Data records
··········

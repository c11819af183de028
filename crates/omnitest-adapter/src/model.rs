use omnitest_protocol::workspace::{DotNetProject, MsBuildProject};
use serde::Serialize;
use std::collections::HashMap;
use std::path::PathBuf;
use std::time::SystemTime;

/// Backend line numbers point two lines below the method name; subtract this
/// to land UI markers on the declaration.
pub(crate) const LINE_OFFSET: i32 = 2;

/// One compiled unit known from workspace metadata.
///
/// Recreated wholesale on every workspace update; only the output-artifact
/// clock mutates in place during staleness checks. `path` is the stable map
/// key across refreshes.
#[derive(Debug, Clone)]
pub struct Project {
    /// UI-facing grouping key; also the assembly name test methods carry.
    pub name: String,
    pub path: String,
    /// Any file of the project; the backend resolves the owning project from
    /// it when addressing discovery and run calls.
    pub source_file: String,
    /// Output artifact path → last observed modification time.
    pub output_files: HashMap<PathBuf, SystemTime>,
}

impl Project {
    /// Builds a project from the `DotNet` metadata shape. Returns `None` when
    /// the project declares no source files (the backend cannot be addressed
    /// without one).
    pub fn from_dotnet(project: &DotNetProject) -> Option<Self> {
        let source_file = project.source_files.first()?.clone();
        let now = SystemTime::now();
        Some(Self {
            name: project.name.clone(),
            path: project.path.clone(),
            source_file,
            output_files: project
                .configurations
                .iter()
                .map(|c| (PathBuf::from(&c.compilation_output_assembly_file), now))
                .collect(),
        })
    }

    /// Builds a project from the `MsBuild` metadata shape.
    pub fn from_msbuild(project: &MsBuildProject) -> Option<Self> {
        let source_file = project.source_files.first()?.clone();
        let now = SystemTime::now();
        Some(Self {
            name: project.assembly_name.clone(),
            path: project.path.clone(),
            source_file,
            output_files: HashMap::from([(PathBuf::from(&project.target_path), now)]),
        })
    }
}

/// Suite node for one project (level 0). Id = project name.
#[derive(Debug, Clone, PartialEq, Eq, Serialize)]
#[serde(rename_all = "camelCase")]
pub struct ProjectNode {
    pub id: String,
    pub label: String,
    pub file: String,
    pub line: i32,
    pub children: Vec<ClassNode>,
}

/// Suite node for one test class (level 1). Id = `{projectId}:{className}`.
#[derive(Debug, Clone, PartialEq, Eq, Serialize)]
#[serde(rename_all = "camelCase")]
pub struct ClassNode {
    pub id: String,
    pub label: String,
    /// Shown on hover; the source file the class was grouped from.
    pub tooltip: String,
    pub file: String,
    pub line: i32,
    pub children: Vec<MethodNode>,
}

/// Leaf node for one test method (level 2).
/// Id = `{classId}:{fullyQualifiedName}`.
#[derive(Debug, Clone, PartialEq, Eq, Serialize)]
#[serde(rename_all = "camelCase")]
pub struct MethodNode {
    pub id: String,
    pub label: String,
    pub file: String,
    pub line: i32,
    /// Backend identity; the correlation key for result events.
    pub full_name: String,
    /// Owning compilation unit; run calls are batched per assembly.
    pub assembly: String,
}

/// The root suite published to the UI: all known projects, in registration
/// order.
#[derive(Debug, Clone, Default, PartialEq, Eq, Serialize)]
#[serde(rename_all = "camelCase")]
pub struct SuiteNode {
    pub id: String,
    pub label: String,
    pub children: Vec<ProjectNode>,
}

··········

WHAT YOU NEED TO DO -
Copy the lines above exactly, beginning at the line that has "only the output-artifact" and stopping after the line that has "metadata shape. Returns", and omit the rest.

WRITTEN SOLUTION -
/// Recreated wholesale on every workspace update; only the output-artifact
/// clock mutates in place during staleness checks. `path` is the stable map
/// key across refreshes.
#[derive(Debug, Clone)]
pub struct Project {
    /// UI-facing grouping key; also the assembly name test methods carry.
    pub name: String,
    pub path: String,
    /// Any file of the project; the backend resolves the owning project from
    /// it when addressing discovery and run calls.
    pub source_file: String,
    /// Output artifact path → last observed modification time.
    pub output_files: HashMap<PathBuf, SystemTime>,
}

impl Project {
    /// Builds a project from the `DotNet` metadata shape. Returns `None` when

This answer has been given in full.